# Platinum Precipitation



## lazersteve

I'm working on some platinum this week so I figured I would share some photos with the forum.

Here's a snapshot of a Pt solution to which I added a saturated solution of ammonium chloride:







Notice the distinct canary yellow color of the resulting salt.

I dissolved this Pt without using any nitirc acid or nitrate. The pregnant solution was a nice orange brown color before I added the 40 grams of ammonium chloride dissolved in 107 mL of water. 

The yellow cloud formed instantly and is in the process of settling in the above photo. 

I'll update this thread throughout the week.

Steve


----------



## lazersteve

Here's a shot of the precipitate after it has settled for 10 minutes.






Steve


----------



## lazersteve

After vacuum filtration we have the left over solution on the left and the pure platinum salt on the right. In the foreground is a stannous test of the left over solution indicating there is still a slight bit of Pt in the solution.






Tomorrow I will convert the Pt salt to metal using zinc and dilute HCl. I will also concentrate the green solution to harvest another crop of yellow Pt salt.

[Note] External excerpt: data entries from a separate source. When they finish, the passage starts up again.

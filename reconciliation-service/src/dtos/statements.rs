use base64::engine::general_purpose::STANDARD;
use base64::Engine;
use serde::{Deserialize, Serialize};
use service_core::error::AppError;
use validator::Validate;

use crate::formats::{BankFormat, FileMetadata, ParsedFile};
use crate::matching::PaymentAudit;
use crate::models::{BankRecord, Payment};
use crate::services::StatementRun;

/// Bank file upload. The file travels base64-encoded so the JSON body can
/// carry Latin-1 and ASCII files untouched.
#[derive(Debug, Deserialize, Validate)]
pub struct StatementUpload {
    #[validate(length(min = 1, max = 255, message = "filename is required"))]
    pub filename: String,

    /// Detected from the filename and first record when omitted.
    pub format: Option<BankFormat>,

    /// Empty content is left to the parser, which rejects it as a format error.
    pub content_base64: String,
}

impl StatementUpload {
    pub fn decode_content(&self) -> Result<Vec<u8>, AppError> {
        STANDARD
            .decode(self.content_base64.trim())
            .map_err(|e| AppError::BadRequest(anyhow::anyhow!("content_base64 is not valid base64: {}", e)))
    }
}

#[derive(Debug, Serialize)]
pub struct ParsedStatementResponse {
    pub format: BankFormat,
    pub metadata: FileMetadata,
    pub records: Vec<BankRecord>,
}

impl From<ParsedFile> for ParsedStatementResponse {
    fn from(file: ParsedFile) -> Self {
        Self {
            format: file.format,
            metadata: file.metadata,
            records: file.records,
        }
    }
}

#[derive(Debug, Serialize)]
pub struct ReconciliationResponse {
    pub fingerprint: String,
    pub already_processed: bool,
    pub format: BankFormat,
    pub metadata: FileMetadata,
    pub matched: usize,
    pub updated: usize,
    pub updated_payments: Vec<Payment>,
    pub unmatched: Vec<BankRecord>,
    pub duplicates: Vec<BankRecord>,
    pub audit: Vec<PaymentAudit>,
}

impl ReconciliationResponse {
    pub fn new(file: ParsedFile, run: StatementRun) -> Self {
        let updated_payments = run.outcome.updated_payments().cloned().collect();
        Self {
            fingerprint: run.fingerprint,
            already_processed: run.already_processed,
            format: file.format,
            metadata: file.metadata,
            matched: run.outcome.matched.len(),
            updated: run.outcome.updated_count,
            updated_payments,
            unmatched: run.outcome.unmatched,
            duplicates: run.outcome.duplicates,
            audit: run.outcome.audit,
        }
    }
}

Further testing will be required to determine what other metal(s) are in the left over solution.

Steve


----------



## metatp

Thanks Steve.


----------



## shadybear

I must have missed some posts where can i read about dissolving plat without nitric


----------



## goldenchild

I would be very interested in seeing pictures of converting the salt to metal using zinc and HCL. Calcining is a pain.


----------



## lazersteve

shadybear said:


> I must have missed some posts where can i read about dissolving plat without nitric



Lou and myself have posted methods for doing so.

Search our posts referencing the keyword platinum, pt, peroxide, and bleach.

Steve


----------



## lazersteve

goldenchild said:


> I would be very interested in seeing pictures of converting the salt to metal using zinc and HCL. Calcining is a pain.



Your wish is my command:

Here's the next snap shot in the series:






Be sure you are wearing all of your proper safety gear (apron, gloves, goggles, and particulate filter mask) when working with PGM salts as they are hazardous to inhale and on contact with your skin. As an added safety I do not let my PGM salts dry out before I convert them to metals.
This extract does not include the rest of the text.